PROBLEM DETAILS:
All records shown below should be given again, character for character.

SOURCE RECORDS:
━━━━━━
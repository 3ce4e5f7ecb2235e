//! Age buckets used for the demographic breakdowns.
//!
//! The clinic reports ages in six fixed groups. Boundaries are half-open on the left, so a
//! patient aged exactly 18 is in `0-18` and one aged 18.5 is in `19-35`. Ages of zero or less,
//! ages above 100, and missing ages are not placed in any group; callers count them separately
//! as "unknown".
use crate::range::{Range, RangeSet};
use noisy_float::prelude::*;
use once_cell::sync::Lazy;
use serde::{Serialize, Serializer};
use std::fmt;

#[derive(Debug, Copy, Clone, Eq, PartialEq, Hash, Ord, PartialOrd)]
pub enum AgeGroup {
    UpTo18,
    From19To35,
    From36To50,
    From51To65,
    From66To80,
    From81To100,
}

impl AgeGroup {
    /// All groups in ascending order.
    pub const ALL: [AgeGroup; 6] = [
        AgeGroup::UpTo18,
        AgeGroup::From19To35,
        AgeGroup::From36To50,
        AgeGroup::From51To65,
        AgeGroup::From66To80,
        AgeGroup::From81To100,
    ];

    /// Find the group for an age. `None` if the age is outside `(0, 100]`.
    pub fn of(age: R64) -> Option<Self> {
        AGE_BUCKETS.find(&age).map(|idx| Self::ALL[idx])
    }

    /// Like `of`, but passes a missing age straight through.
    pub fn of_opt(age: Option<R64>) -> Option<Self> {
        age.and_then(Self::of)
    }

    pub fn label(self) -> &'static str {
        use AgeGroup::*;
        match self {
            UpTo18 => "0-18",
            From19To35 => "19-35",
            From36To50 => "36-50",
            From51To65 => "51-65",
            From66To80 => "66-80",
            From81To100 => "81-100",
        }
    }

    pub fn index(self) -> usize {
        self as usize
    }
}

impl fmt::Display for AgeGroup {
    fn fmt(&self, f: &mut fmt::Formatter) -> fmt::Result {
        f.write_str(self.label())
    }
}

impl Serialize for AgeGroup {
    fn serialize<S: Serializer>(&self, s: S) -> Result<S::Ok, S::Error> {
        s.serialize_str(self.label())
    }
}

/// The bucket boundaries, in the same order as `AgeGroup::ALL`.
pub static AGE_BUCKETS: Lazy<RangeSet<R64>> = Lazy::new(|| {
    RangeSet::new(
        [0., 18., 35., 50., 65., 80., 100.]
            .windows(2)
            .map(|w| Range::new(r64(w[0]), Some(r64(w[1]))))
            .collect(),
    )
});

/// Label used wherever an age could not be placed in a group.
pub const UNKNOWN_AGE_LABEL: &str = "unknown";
━━━━━━
ANSWER SPACE:
repository 3ce4e5f7ecb2235e
//! Age buckets used for the demographic breakdowns.
//!
//! The clinic reports ages in six fixed groups. Boundaries are half-open on the left, so a
//! patient aged exactly 18 is in `0-18` and one aged 18.5 is in `19-35`. Ages of zero or less,
//! ages above 100, and missing ages are not placed in any group; callers count them separately
//! as "unknown".
use crate::range::{Range, RangeSet};
use noisy_float::prelude::*;
use once_cell::sync::Lazy;
use serde::{Serialize, Serializer};
use std::fmt;

#[derive(Debug, Copy, Clone, Eq, PartialEq, Hash, Ord, PartialOrd)]
pub enum AgeGroup {
    UpTo18,
    From19To35,
    From36To50,
    From51To65,
    From66To80,
    From81To100,
}

impl AgeGroup {
    /// All groups in ascending order.
    pub const ALL: [AgeGroup; 6] = [
        AgeGroup::UpTo18,
        AgeGroup::From19To35,
        AgeGroup::From36To50,
        AgeGroup::From51To65,
        AgeGroup::From66To80,
        AgeGroup::From81To100,
    ];

    /// Find the group for an age. `None` if the age is outside `(0, 100]`.
    pub fn of(age: R64) -> Option<Self> {
        AGE_BUCKETS.find(&age).map(|idx| Self::ALL[idx])
    }

    /// Like `of`, but passes a missing age straight through.
    pub fn of_opt(age: Option<R64>) -> Option<Self> {
        age.and_then(Self::of)
    }

    pub fn label(self) -> &'static str {
        use AgeGroup::*;
        match self {
            UpTo18 => "0-18",
            From19To35 => "19-35",
            From36To50 => "36-50",
            From51To65 => "51-65",
            From66To80 => "66-80",
            From81To100 => "81-100",
        }
    }

    pub fn index(self) -> usize {
        self as usize
    }
}

impl fmt::Display for AgeGroup {
    fn fmt(&self, f: &mut fmt::Formatter) -> fmt::Result {
        f.write_str(self.label())
    }
}

impl Serialize for AgeGroup {
    fn serialize<S: Serializer>(&self, s: S) -> Result<S::Ok, S::Error> {
        s.serialize_str(self.label())
    }
}

/// The bucket boundaries, in the same order as `AgeGroup::ALL`.
pub static AGE_BUCKETS: Lazy<RangeSet<R64>> = Lazy::new(|| {
    RangeSet::new(
        [0., 18., 35., 50., 65., 80., 100.]
            .windows(2)
            .map(|w| Range::new(r64(w[0]), Some(r64(w[1]))))
            .collect(),
    )
});

/// Label used wherever an age could not be placed in a group.
pub const UNKNOWN_AGE_LABEL: &str = "unknown";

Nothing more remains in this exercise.